> [Task requirements]: Using the entries that follow, write out the line containing "pub(super) fn sync_game_list(app: &mut", the line containing "fn apply_now_playing(app: &mut", and every line between them, exactly and nothing else.

════

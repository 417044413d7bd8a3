// Copyright (C) 2026  Caprica Software Limited
//
// This program is free software: you can redistribute it and/or modify
// it under the terms of the GNU General Public License as published by
// the Free Software Foundation, either version 3 of the License, or
// (at your option) any later version.
//
// This program is distributed in the hope that it will be useful,
// but WITHOUT ANY WARRANTY; without even the implied warranty of
// MERCHANTABILITY or FITNESS FOR A PARTICULAR PURPOSE.  See the
// GNU General Public License for more details.
//
// You should have received a copy of the GNU General Public License
// along with this program.  If not, see <https://www.gnu.org/licenses/>.

//! Application configuration.
//!
//! This module manages the application configuration file.

use serde::{Deserialize, Serialize};

const CONFIG_NAME: &str = "arcadectl";

/// Where game filtering happens.
#[derive(Serialize, Deserialize, Debug, Clone, Copy, Default, PartialEq, Eq)]
#[serde(rename_all = "lowercase")]
pub(crate) enum FilterMode {
    /// Search text and filters are sent to the server on every refresh.
    #[default]
    Server,
    /// The full list is fetched and narrowed locally.
    Client,
}

#[derive(Serialize, Deserialize, Debug, Clone)]
#[serde(default)]
pub(crate) struct AppConfig {
    pub(crate) version: u32,
    pub(crate) server_url: String,
    pub(crate) session_cookie: Option<String>,
    pub(crate) sync_interval_secs: u64,
    pub(crate) pre_mute_retention_days: i64,
    pub(crate) volume_step: u8,
    pub(crate) volume_coarse_step: u8,
    pub(crate) filter_mode: FilterMode,
}

impl Default for AppConfig {
    fn default() -> Self {
        Self {
            version: 1,
            server_url: "http://localhost:8080".into(),
            session_cookie: None,
            sync_interval_secs: 5,
            pre_mute_retention_days: 31,
            volume_step: 2,
            volume_coarse_step: 10,
            filter_mode: FilterMode::Server,
        }
    }
}

pub(crate) fn load_config() -> AppConfig {
    confy::load(CONFIG_NAME, None).unwrap_or_default()
}

#[cfg(test)]
mod tests {
    use super::*;

    #[test]
    fn partial_config_falls_back_to_defaults() {
        let config: AppConfig =
            serde_json::from_str(r#"{"server_url": "http://arcade:8080", "filter_mode": "client"}"#)
                .unwrap();

        assert_eq!(config.server_url, "http://arcade:8080");
        assert_eq!(config.filter_mode, FilterMode::Client);
        assert_eq!(config.sync_interval_secs, 5);
        assert_eq!(config.pre_mute_retention_days, 31);
    }
}
// Copyright (C) 2026  Caprica Software Limited
//
// This program is free software: you can redistribute it and/or modify
// it under the terms of the GNU General Public License as published by
// the Free Software Foundation, either version 3 of the License, or
// (at your option) any later version.
//
// This program is distributed in the hope that it will be useful,
// but WITHOUT ANY WARRANTY; without even the implied warranty of
// MERCHANTABILITY or FITNESS FOR A PARTICULAR PURPOSE.  See the
// GNU General Public License for more details.
//
// You should have received a copy of the GNU General Public License
// along with this program.  If not, see <https://www.gnu.org/licenses/>.

use std::{path::PathBuf, time::Instant};

use anyhow::Result;
use tracing::{debug, info, warn};
use tui_input::Input;

use crate::{
    App, StatusMessage,
    model::{
        FilterFacet, GameSummary, NowPlaying, ORIENTATION_FACET, ORIENTATION_PREFIX,
        RemoteSnapshot,
        games::ListQuery,
        hash::{self, Navigation},
    },
    remote::{CallKind, upload::parse_pasted_paths},
    sync::PollDecision,
    tasks::AppTask,
};

/// Issues a list refresh for the current search term and selection, then
/// brings the location fragment in line with the selection.
pub(super) fn sync_game_list(app: &mut App, navigation: Navigation) -> Result<()> {
    let seq = app.games.issue();
    let query = ListQuery {
        search: app.search.term().to_string(),
        filters: app.facets.selection().clone(),
    };
    app.task_tx.send(AppTask::FetchGames { seq, query })?;

    sync_hash(app, navigation);

    Ok(())
}

fn sync_hash(app: &mut App, navigation: Navigation) {
    let fragment = hash::encode(app.facets.selection());
    if app.history.navigate(&fragment, navigation) {
        debug!(
            "Location fragment is now {:?} ({} history entries)",
            fragment,
            app.history.len()
        );
    }
}

/// Re-reads the selection from the current fragment and refreshes.
fn apply_fragment(app: &mut App) -> Result<()> {
    let selection = hash::decode(app.history.current());
    app.facets.apply_selection(selection);
    sync_game_list(app, Navigation::Replace)
}

fn apply_now_playing(app: &mut App, now_playing: Option<NowPlaying>) {
    app.navigator
        .set_running(now_playing.as_ref().and_then(|n| n.id.clone()));
    app.now_playing = now_playing;
}

pub(super) fn handle_focus_changed(app: &mut App, visible: bool) {
    app.visible = visible;
}

pub(super) fn handle_paste(app: &mut App, text: String) -> Result<()> {
    if app.commander.active() {
        let value = format!("{}{}", app.commander.input.value(), text.trim_end());
        app.commander.input = Input::new(value);
        return Ok(());
    }

    if app.search.is_focused() {
        let value = format!("{}{}", app.search.input.value(), text.trim_end());
        app.search.input = Input::new(value);
        return sync_game_list(app, Navigation::Replace);
    }

    // Files dropped onto the terminal arrive as pasted paths.
    request_upload(app, parse_pasted_paths(&text))
}

pub(super) fn handle_filters_loaded(app: &mut App, facets: Vec<FilterFacet>) -> Result<()> {
    info!("Loaded {} filter facets", facets.len());
    app.facets.replace_facets(facets);
    app.sidebar.clamp(app.facets.facets());

    apply_fragment(app)
}

pub(super) fn handle_refresh_failed(app: &mut App, error: String) {
    app.busy.clear();
    app.status = Some(StatusMessage::error(error));
}

pub(super) fn handle_games_loaded(app: &mut App, seq: u64, games: Vec<GameSummary>) {
    if !app.games.accept(seq, games) {
        debug!("Discarding stale game list (request {})", seq);
        return;
    }

    debug!(
        "Showing {} games from request {}",
        app.games.games().len(),
        app.games.rendered_seq()
    );
    app.navigator.rebind(app.games.ids());
}

pub(super) fn handle_games_failed(app: &mut App, seq: u64, error: String) {
    if !app.games.is_current(seq) {
        debug!("Ignoring failure of superseded request {}", seq);
        return;
    }

    handle_refresh_failed(app, error);
}

pub(super) fn handle_snapshot_loaded(app: &mut App, snapshot: RemoteSnapshot) {
    apply_now_playing(app, snapshot.now_playing);
    if let Some(volume) = snapshot.volume {
        app.volume.apply_server(volume);
    }
}

pub(super) fn handle_launched(app: &mut App, now_playing: Option<NowPlaying>) {
    app.busy.finish(CallKind::Launch);
    apply_now_playing(app, now_playing);
}

pub(super) fn handle_stopped(app: &mut App) {
    app.busy.finish(CallKind::Stop);
    apply_now_playing(app, None);
}

pub(super) fn handle_volume_set(app: &mut App, volume: Option<u8>) {
    app.busy.finish(CallKind::Volume);
    if let Some(volume) = volume {
        app.volume.apply_server(volume);
    }
}

pub(super) fn handle_uploaded(app: &mut App, count: usize) {
    app.busy.finish(CallKind::Upload);
    app.status = Some(StatusMessage::info(format!("Uploaded {} file(s)", count)));
}

pub(super) fn handle_call_failed(app: &mut App, kind: CallKind, error: String) {
    app.busy.finish(kind);
    app.status = Some(StatusMessage::error(error));
}

pub(super) fn handle_sync_due(app: &mut App) -> Result<()> {
    let decision = app.sync_clock.begin(Instant::now(), app.visible);

    if decision == PollDecision::Poll {
        app.task_tx.send(AppTask::Sync)?;
    } else if decision.rearm_now() {
        app.task_tx.send(AppTask::ArmSync(app.sync_clock.interval()))?;
    }

    Ok(())
}

/// Completion path of a poll. The next timer is armed whether or not the poll
/// succeeded.
pub(super) fn handle_sync_completed(app: &mut App, orientation: Option<String>) -> Result<()> {
    let applied = orientation.and_then(|reported| {
        let filter = app.facets.selected_name(ORIENTATION_PREFIX);
        app.sync_clock.reconcile(&reported, filter)
    });

    let rearm = app.task_tx.send(AppTask::ArmSync(app.sync_clock.interval()));

    if let Some(orientation) = applied {
        if app.facets.select_exclusive(ORIENTATION_FACET, orientation.as_str()) {
            info!("Auto-orienting to {}", orientation.as_str());
            app.sync_clock.confirm(orientation);
            sync_game_list(app, Navigation::Replace)?;
        } else {
            debug!("No {} orientation option to apply", orientation.as_str());
        }
    }

    rearm?;
    Ok(())
}

pub(super) fn handle_hash_changed(app: &mut App, fragment: String) -> Result<()> {
    app.history.navigate(&fragment, Navigation::Push);
    apply_fragment(app)
}

pub(super) fn handle_navigate_back(app: &mut App) -> Result<()> {
    if app.history.back().is_none() {
        app.status = Some(StatusMessage::info("Already at the oldest entry"));
        return Ok(());
    }

    apply_fragment(app)
}

pub(super) fn handle_refresh_requested(app: &mut App) -> Result<()> {
    app.task_tx.send(AppTask::Query)?;
    app.task_tx.send(AppTask::FetchFilters)?;

    Ok(())
}

pub(super) fn handle_set_volume_requested(app: &mut App, level: u8) -> Result<()> {
    let level = app.volume.request(level, &mut app.prefs)?;
    request_volume(app, level)
}

pub(super) fn handle_tick(app: &mut App) {
    app.tick = app.tick.wrapping_add(1);
}

pub(super) fn request_launch(app: &mut App, id: String) -> Result<()> {
    if let Some(game) = app.games.get(&id) {
        app.status = Some(StatusMessage::info(format!("Launching {}", game.title)));
    }

    app.busy.begin(CallKind::Launch);
    app.task_tx.send(AppTask::Launch(id))?;

    Ok(())
}

pub(super) fn request_stop(app: &mut App) -> Result<()> {
    app.busy.begin(CallKind::Stop);
    app.task_tx.send(AppTask::Stop)?;

    Ok(())
}

pub(super) fn request_volume(app: &mut App, level: u8) -> Result<()> {
    app.busy.begin(CallKind::Volume);
    app.task_tx.send(AppTask::SetVolume(level))?;

    Ok(())
}

pub(super) fn request_upload(app: &mut App, paths: Vec<PathBuf>) -> Result<()> {
    if paths.is_empty() {
        warn!("Nothing to upload");
        return Ok(());
    }

    app.busy.begin(CallKind::Upload);
    app.task_tx.send(AppTask::Upload(paths))?;

    Ok(())
}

════

> [Response to the task]:
pub(super) fn sync_game_list(app: &mut App, navigation: Navigation) -> Result<()> {
    let seq = app.games.issue();
    let query = ListQuery {
        search: app.search.term().to_string(),
        filters: app.facets.selection().clone(),
    };
    app.task_tx.send(AppTask::FetchGames { seq, query })?;

    sync_hash(app, navigation);

    Ok(())
}

fn sync_hash(app: &mut App, navigation: Navigation) {
    let fragment = hash::encode(app.facets.selection());
    if app.history.navigate(&fragment, navigation) {
        debug!(
            "Location fragment is now {:?} ({} history entries)",
            fragment,
            app.history.len()
        );
    }
}

/// Re-reads the selection from the current fragment and refreshes.
fn apply_fragment(app: &mut App) -> Result<()> {
    let selection = hash::decode(app.history.current());
    app.facets.apply_selection(selection);
    sync_game_list(app, Navigation::Replace)
}

fn apply_now_playing(app: &mut App, now_playing: Option<NowPlaying>) {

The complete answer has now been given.